[Opening Records shown section]
//! Creation and lookup of users outside of the request handlers.

use std::collections::HashMap;

use argon2::{
	password_hash::{rand_core::OsRng, PasswordHasher, SaltString},
	Argon2,
};
use sqlx::{PgConnection, PgExecutor};
use uuid::Uuid;

use super::{model::User, Error, RouteError};
use crate::Database;

/// The fields needed to create a user.
///
/// `username`, `email` and `password` are required. They are optional here
/// so that [`create_user`] is the single place that enforces it.
#[derive(Debug, Default)]
pub struct NewUser {
	pub username: Option<String>,
	pub email: Option<String>,
	pub password: Option<String>,
	pub first_name: String,
	pub last_name: String,
	pub bio: String,
	pub avatar: String,
}

impl NewUser {
	pub fn new(
		username: impl Into<String>,
		email: impl Into<String>,
		password: impl Into<String>,
	) -> Self {
		Self {
			username: Some(username.into()),
			email: Some(email.into()),
			password: Some(password.into()),
			..Default::default()
		}
	}

	/// Checks that the required fields are present, returning the username,
	/// the normalised email and the password.
	fn require(&self) -> Result<(&str, String, &str), Error> {
		let username = required(self.username.as_deref(), "username")?;
		let email = required(self.email.as_deref(), "email")?;
		let password = required(self.password.as_deref(), "password")?;

		Ok((username, normalize_email(email), password))
	}
}

fn required<'a>(value: Option<&'a str>, field: &'static str) -> Result<&'a str, Error> {
	value
		.filter(|value| !value.is_empty())
		.ok_or(Error::MissingField(field))
}

/// Lower-cases the domain part of an email address. The local part is
/// left alone since it may be case sensitive.
pub fn normalize_email(email: &str) -> String {
	let email = email.trim();

	match email.rsplit_once('@') {
		Some((local, domain)) => format!("{local}@{}", domain.to_lowercase()),
		None => email.to_owned(),
	}
}

/// Hashes a password into a PHC string with a random salt.
pub fn hash_password(
	hasher: &Argon2,
	password: &str,
) -> Result<String, argon2::password_hash::Error> {
	let salt = SaltString::generate(&mut OsRng);

	Ok(hasher.hash_password(password.as_bytes(), &salt)?.to_string())
}

/// Maps unique constraint violations on `"user"` to their route errors.
pub fn map_unique_violation(error: sqlx::Error) -> RouteError {
	if let sqlx::Error::Database(ref database_error) = error {
		match database_error.constraint() {
			Some("user_email_key") => return Error::EmailTaken.into(),
			Some("user_username_key") => return Error::UsernameTaken.into(),
			_ => {}
		}
	}

	error.into()
}

/// Creates a regular user, hashing the password before it is stored.
pub async fn create_user(
	conn: &mut PgConnection,
	hasher: &Argon2<'_>,
	new: NewUser,
) -> Result<User, RouteError> {
	let (username, email, password) = new.require()?;
	let hashed = hash_password(hasher, password)?;

	let user = sqlx::query_as::<_, User>(
		r#"
			INSERT INTO "user" (public_id, username, email, password, first_name, last_name, bio, avatar)
			VALUES ($1, $2, $3, $4, $5, $6, $7, $8)
			RETURNING *
		"#,
	)
	.bind(Uuid::new_v4())
	.bind(username)
	.bind(email)
	.bind(hashed)
	.bind(&new.first_name)
	.bind(&new.last_name)
	.bind(&new.bio)
	.bind(&new.avatar)
	.fetch_one(&mut *conn)
	.await
	.map_err(map_unique_violation)?;

	tracing::info!(user = %user.public_id, name = %user.name().trim(), "created user");

	Ok(user)
}

/// Creates a user through [`create_user`] and elevates it to superuser.
pub async fn create_superuser(
	database: &Database,
	hasher: &Argon2<'_>,
	new: NewUser,
) -> Result<User, RouteError> {
	let mut tx = database.begin().await?;

	let user = create_user(&mut tx, hasher, new).await?;
	let user = sqlx::query_as::<_, User>(
		r#"
			UPDATE "user" SET is_superuser = TRUE, updated = NOW()
			WHERE id = $1
			RETURNING *
		"#,
	)
	.bind(user.id)
	.fetch_one(&mut *tx)
	.await?;

	tx.commit().await?;

	tracing::info!(user = %user.public_id, "elevated user to superuser");

	Ok(user)
}

pub async fn get_by_uuid<'c>(
	executor: impl PgExecutor<'c>,
	public_id: Uuid,
) -> Result<Option<User>, sqlx::Error> {
	sqlx::query_as::<_, User>(r#"SELECT * FROM "user" WHERE public_id = $1"#)
		.bind(public_id)
		.fetch_optional(executor)
		.await
}

/// Resolves a user by the public id as given by a client.
///
/// A malformed id cannot belong to anyone, so it resolves to `None` just
/// like an unknown one.
pub async fn get_by_public_id<'c>(
	executor: impl PgExecutor<'c>,
	public_id: &str,
) -> Result<Option<User>, sqlx::Error> {
	match parse_public_id(public_id) {
		Some(public_id) => get_by_uuid(executor, public_id).await,
		None => Ok(None),
	}
}

pub fn parse_public_id(public_id: &str) -> Option<Uuid> {
	Uuid::parse_str(public_id.trim()).ok()
}

/// Looks up a user by an already normalised email address.
pub async fn get_by_email<'c>(
	executor: impl PgExecutor<'c>,
	email: &str,
) -> Result<Option<User>, sqlx::Error> {
	sqlx::query_as::<_, User>(r#"SELECT * FROM "user" WHERE email = $1"#)
		.bind(email)
		.fetch_optional(executor)
		.await
}

/// Loads several users at once, keyed by their internal id.
pub async fn get_many<'c>(
	executor: impl PgExecutor<'c>,
	ids: &[i64],
) -> Result<HashMap<i64, User>, sqlx::Error> {
	let users = sqlx::query_as::<_, User>(r#"SELECT * FROM "user" WHERE id = ANY($1)"#)
		.bind(ids)
		.fetch_all(executor)
		.await?;

	Ok(users.into_iter().map(|user| (user.id, user)).collect())
}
[Closing Records shown section]
> **Assignment**
Only the lines containing "their" are needed; pull them out of the listing.

> **Answer to this problem**
/// Maps unique constraint violations on `"user"` to their route errors.
/// Loads several users at once, keyed by their internal id.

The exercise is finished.